Stored items:
-------
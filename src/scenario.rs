// src/scenario.rs
//
// Scenario specification parsing and validation.
//
// A scenario fully defines a reproducible evaluation:
// - scenario_id + scenario_version for tracking
// - rng (base seed + number of seeds to expand)
// - sizes (nsv, nsu) and optional quantile schema
// - the node list (constants, sampled nodes, derived nodes)
// - the output designation

use serde::{Deserialize, Serialize};
use std::fs;
use std::path::Path;

use crate::config::{EvalParams, DEFAULT_QUANTILES};
use crate::error::McError;
use crate::model::{Model, NodeSpec};

/// Current scenario schema version.
pub const SCENARIO_SCHEMA_VERSION: u32 = 1;

/// RNG configuration for seed expansion.
#[derive(Debug, Clone, Serialize, Deserialize)]
pub struct RngSpec {
    /// Base seed for reproducibility.
    pub base_seed: u64,
    /// Number of seeds to run (runner expands as base_seed + k).
    pub num_seeds: u32,
}

impl Default for RngSpec {
    fn default() -> Self {
        Self {
            base_seed: 42,
            num_seeds: 1,
        }
    }
}

/// Axis sizes for the two sampling dimensions.
#[derive(Debug, Clone, Serialize, Deserialize)]
pub struct Sizes {
    pub nsv: usize,
    pub nsu: usize,
}

/// One named node declaration.
#[derive(Debug, Clone, Serialize, Deserialize)]
pub struct NodeDecl {
    pub name: String,
    #[serde(flatten)]
    pub spec: NodeSpec,
}

/// Versioned, declarative scenario definition (YAML-parsed).
#[derive(Debug, Clone, Serialize, Deserialize)]
pub struct ScenarioSpec {
    pub scenario_id: String,
    pub scenario_version: u32,
    #[serde(default)]
    pub rng: RngSpec,
    pub sizes: Sizes,
    /// Quantile levels for cut-loop summaries; defaults when omitted.
    #[serde(default)]
    pub quantiles: Option<Vec<f64>>,
    pub nodes: Vec<NodeDecl>,
    pub output: String,
}

impl ScenarioSpec {
    /// Parse from a YAML string.
    pub fn from_yaml_str(yaml: &str) -> Result<Self, ScenarioError> {
        serde_yaml::from_str(yaml).map_err(|e| ScenarioError::ParseError {
            source: e.to_string(),
        })
    }

    /// Load and parse a scenario file.
    pub fn from_file<P: AsRef<Path>>(path: P) -> Result<Self, ScenarioError> {
        let path = path.as_ref();
        let contents = fs::read_to_string(path).map_err(|e| ScenarioError::IoError {
            path: path.display().to_string(),
            source: e.to_string(),
        })?;
        let spec = Self::from_yaml_str(&contents)?;
        spec.validate()?;
        Ok(spec)
    }

    /// Validate scenario-level fields, then the model they define.
    pub fn validate(&self) -> Result<(), ScenarioError> {
        if self.scenario_id.is_empty() {
            return Err(ScenarioError::ValidationError {
                field: "scenario_id".to_string(),
                message: "must be non-empty".to_string(),
            });
        }
        if self.scenario_version != SCENARIO_SCHEMA_VERSION {
            return Err(ScenarioError::ValidationError {
                field: "scenario_version".to_string(),
                message: format!(
                    "unsupported version {} (expected {})",
                    self.scenario_version, SCENARIO_SCHEMA_VERSION
                ),
            });
        }
        if self.rng.num_seeds == 0 {
            return Err(ScenarioError::ValidationError {
                field: "rng.num_seeds".to_string(),
                message: "must be >= 1".to_string(),
            });
        }
        if self.nodes.is_empty() {
            return Err(ScenarioError::ValidationError {
                field: "nodes".to_string(),
                message: "must declare at least one node".to_string(),
            });
        }

        // Model-level validation (duplicates, references, distributions)
        // and parameter validation both funnel into scenario errors.
        self.to_model().map(|_| ())?;
        self.to_eval_params(self.rng.base_seed)
            .validate()
            .map_err(|e| ScenarioError::ValidationError {
                field: "sizes/quantiles".to_string(),
                message: e.to_string(),
            })?;
        Ok(())
    }

    /// Expand seeds into a list of (seed_index, actual_seed) pairs.
    pub fn expand_seeds(&self) -> Vec<(u32, u64)> {
        (0..self.rng.num_seeds)
            .map(|k| (k, self.rng.base_seed.wrapping_add(k as u64)))
            .collect()
    }

    /// Build the validated model this scenario declares.
    pub fn to_model(&self) -> Result<Model, ScenarioError> {
        let mut builder = Model::builder();
        for decl in &self.nodes {
            builder = match &decl.spec {
                NodeSpec::Constant { value } => builder.constant(decl.name.clone(), *value),
                NodeSpec::Sampled { role, distribution } => {
                    builder.sampled(decl.name.clone(), *role, distribution.clone())
                }
                NodeSpec::Derived { expr } => builder.derived(decl.name.clone(), expr.clone()),
            };
        }
        builder
            .output(self.output.clone())
            .build()
            .map_err(|e| ScenarioError::ValidationError {
                field: "nodes".to_string(),
                message: e.to_string(),
            })
    }

    /// Evaluation parameters for one expanded seed.
    pub fn to_eval_params(&self, seed: u64) -> EvalParams {
        EvalParams {
            nsv: self.sizes.nsv,
            nsu: self.sizes.nsu,
            seed,
            quantiles: self
                .quantiles
                .clone()
                .unwrap_or_else(|| DEFAULT_QUANTILES.to_vec()),
            vary_variability_per_iteration: false,
        }
    }

    /// The built-in drinking-water scenario used when no file is given.
    pub fn builtin(nsv: usize, nsu: usize, base_seed: u64, num_seeds: u32) -> ScenarioSpec {
        let model = Model::example_drinking_water();
        ScenarioSpec {
            scenario_id: "drinking_water_builtin".to_string(),
            scenario_version: SCENARIO_SCHEMA_VERSION,
            rng: RngSpec {
                base_seed,
                num_seeds,
            },
            sizes: Sizes { nsv, nsu },
            quantiles: None,
            nodes: model
                .nodes()
                .iter()
                .map(|(name, spec)| NodeDecl {
                    name: name.clone(),
                    spec: spec.clone(),
                })
                .collect(),
            output: model.output_name().to_string(),
        }
    }

    /// YAML rendering, for the harness's configuration echo.
    pub fn to_yaml(&self) -> Result<String, ScenarioError> {
        serde_yaml::to_string(self).map_err(|e| ScenarioError::ParseError {
            source: e.to_string(),
        })
    }
}

/// Errors that can occur when working with scenarios.
#[derive(Debug, Clone)]
pub enum ScenarioError {
    IoError { path: String, source: String },
    ParseError { source: String },
    ValidationError { field: String, message: String },
}

impl std::fmt::Display for ScenarioError {
    fn fmt(&self, f: &mut std::fmt::Formatter<'_>) -> std::fmt::Result {
        match self {
            ScenarioError::IoError { path, source } => {
                write!(f, "Failed to read scenario file '{}': {}", path, source)
            }
            ScenarioError::ParseError { source } => {
                write!(f, "Failed to parse scenario YAML: {}", source)
            }
            ScenarioError::ValidationError { field, message } => {
                write!(f, "Scenario validation error in '{}': {}", field, message)
            }
        }
    }
}

impl std::error::Error for ScenarioError {}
-------
EXERCISE INSTRUCTIONS
Would you return all of the data exactly as given?

SOLUTION BELOW
filename src/scenario.rs
// src/scenario.rs
//
// Scenario specification parsing and validation.
//
// A scenario fully defines a reproducible evaluation:
// - scenario_id + scenario_version for tracking
// - rng (base seed + number of seeds to expand)
// - sizes (nsv, nsu) and optional quantile schema
// - the node list (constants, sampled nodes, derived nodes)
// - the output designation

use serde::{Deserialize, Serialize};
use std::fs;
use std::path::Path;

use crate::config::{EvalParams, DEFAULT_QUANTILES};
use crate::error::McError;
use crate::model::{Model, NodeSpec};

/// Current scenario schema version.
pub const SCENARIO_SCHEMA_VERSION: u32 = 1;

/// RNG configuration for seed expansion.
#[derive(Debug, Clone, Serialize, Deserialize)]
pub struct RngSpec {
    /// Base seed for reproducibility.
    pub base_seed: u64,
    /// Number of seeds to run (runner expands as base_seed + k).
    pub num_seeds: u32,
}

impl Default for RngSpec {
    fn default() -> Self {
        Self {
            base_seed: 42,
            num_seeds: 1,
        }
    }
}

/// Axis sizes for the two sampling dimensions.
#[derive(Debug, Clone, Serialize, Deserialize)]
pub struct Sizes {
    pub nsv: usize,
    pub nsu: usize,
}

/// One named node declaration.
#[derive(Debug, Clone, Serialize, Deserialize)]
pub struct NodeDecl {
    pub name: String,
    #[serde(flatten)]
    pub spec: NodeSpec,
}

/// Versioned, declarative scenario definition (YAML-parsed).
#[derive(Debug, Clone, Serialize, Deserialize)]
pub struct ScenarioSpec {
    pub scenario_id: String,
    pub scenario_version: u32,
    #[serde(default)]
    pub rng: RngSpec,
    pub sizes: Sizes,
    /// Quantile levels for cut-loop summaries; defaults when omitted.
    #[serde(default)]
    pub quantiles: Option<Vec<f64>>,
    pub nodes: Vec<NodeDecl>,
    pub output: String,
}

impl ScenarioSpec {
    /// Parse from a YAML string.
    pub fn from_yaml_str(yaml: &str) -> Result<Self, ScenarioError> {
        serde_yaml::from_str(yaml).map_err(|e| ScenarioError::ParseError {
            source: e.to_string(),
        })
    }

    /// Load and parse a scenario file.
    pub fn from_file<P: AsRef<Path>>(path: P) -> Result<Self, ScenarioError> {
        let path = path.as_ref();
        let contents = fs::read_to_string(path).map_err(|e| ScenarioError::IoError {
            path: path.display().to_string(),
            source: e.to_string(),
        })?;
        let spec = Self::from_yaml_str(&contents)?;
        spec.validate()?;
        Ok(spec)
    }

    /// Validate scenario-level fields, then the model they define.
    pub fn validate(&self) -> Result<(), ScenarioError> {
        if self.scenario_id.is_empty() {
            return Err(ScenarioError::ValidationError {
                field: "scenario_id".to_string(),
                message: "must be non-empty".to_string(),
            });
        }
        if self.scenario_version != SCENARIO_SCHEMA_VERSION {
            return Err(ScenarioError::ValidationError {
                field: "scenario_version".to_string(),
                message: format!(
                    "unsupported version {} (expected {})",
                    self.scenario_version, SCENARIO_SCHEMA_VERSION
                ),
            });
        }
        if self.rng.num_seeds == 0 {
            return Err(ScenarioError::ValidationError {
                field: "rng.num_seeds".to_string(),
                message: "must be >= 1".to_string(),
            });
        }
        if self.nodes.is_empty() {
            return Err(ScenarioError::ValidationError {
                field: "nodes".to_string(),
                message: "must declare at least one node".to_string(),
            });
        }

        // Model-level validation (duplicates, references, distributions)
        // and parameter validation both funnel into scenario errors.
        self.to_model().map(|_| ())?;
        self.to_eval_params(self.rng.base_seed)
            .validate()
            .map_err(|e| ScenarioError::ValidationError {
                field: "sizes/quantiles".to_string(),
                message: e.to_string(),
            })?;
        Ok(())
    }

    /// Expand seeds into a list of (seed_index, actual_seed) pairs.
    pub fn expand_seeds(&self) -> Vec<(u32, u64)> {
        (0..self.rng.num_seeds)
            .map(|k| (k, self.rng.base_seed.wrapping_add(k as u64)))
            .collect()
    }

    /// Build the validated model this scenario declares.
    pub fn to_model(&self) -> Result<Model, ScenarioError> {
        let mut builder = Model::builder();
        for decl in &self.nodes {
            builder = match &decl.spec {
                NodeSpec::Constant { value } => builder.constant(decl.name.clone(), *value),
                NodeSpec::Sampled { role, distribution } => {
                    builder.sampled(decl.name.clone(), *role, distribution.clone())
                }
                NodeSpec::Derived { expr } => builder.derived(decl.name.clone(), expr.clone()),
            };
        }
        builder
            .output(self.output.clone())
            .build()
            .map_err(|e| ScenarioError::ValidationError {
                field: "nodes".to_string(),
                message: e.to_string(),
            })
    }

    /// Evaluation parameters for one expanded seed.
    pub fn to_eval_params(&self, seed: u64) -> EvalParams {
        EvalParams {
            nsv: self.sizes.nsv,
            nsu: self.sizes.nsu,
            seed,
            quantiles: self
                .quantiles
                .clone()
                .unwrap_or_else(|| DEFAULT_QUANTILES.to_vec()),
            vary_variability_per_iteration: false,
        }
    }

    /// The built-in drinking-water scenario used when no file is given.
    pub fn builtin(nsv: usize, nsu: usize, base_seed: u64, num_seeds: u32) -> ScenarioSpec {
        let model = Model::example_drinking_water();
        ScenarioSpec {
            scenario_id: "drinking_water_builtin".to_string(),
            scenario_version: SCENARIO_SCHEMA_VERSION,
            rng: RngSpec {
                base_seed,
                num_seeds,
            },
            sizes: Sizes { nsv, nsu },
            quantiles: None,
            nodes: model
                .nodes()
                .iter()
                .map(|(name, spec)| NodeDecl {
                    name: name.clone(),
                    spec: spec.clone(),
                })
                .collect(),
            output: model.output_name().to_string(),
        }
    }

    /// YAML rendering, for the harness's configuration echo.
    pub fn to_yaml(&self) -> Result<String, ScenarioError> {
        serde_yaml::to_string(self).map_err(|e| ScenarioError::ParseError {
            source: e.to_string(),
        })
    }
}

/// Errors that can occur when working with scenarios.
#[derive(Debug, Clone)]
pub enum ScenarioError {
    IoError { path: String, source: String },
    ParseError { source: String },
    ValidationError { field: String, message: String },
}

impl std::fmt::Display for ScenarioError {
    fn fmt(&self, f: &mut std::fmt::Formatter<'_>) -> std::fmt::Result {
        match self {
            ScenarioError::IoError { path, source } => {
                write!(f, "Failed to read scenario file '{}': {}", path, source)
            }
            ScenarioError::ParseError { source } => {
                write!(f, "Failed to parse scenario YAML: {}", source)
            }
            ScenarioError::ValidationError { field, message } => {
                write!(f, "Scenario validation error in '{}': {}", field, message)
            }
        }
    }
}

impl std::error::Error for ScenarioError {}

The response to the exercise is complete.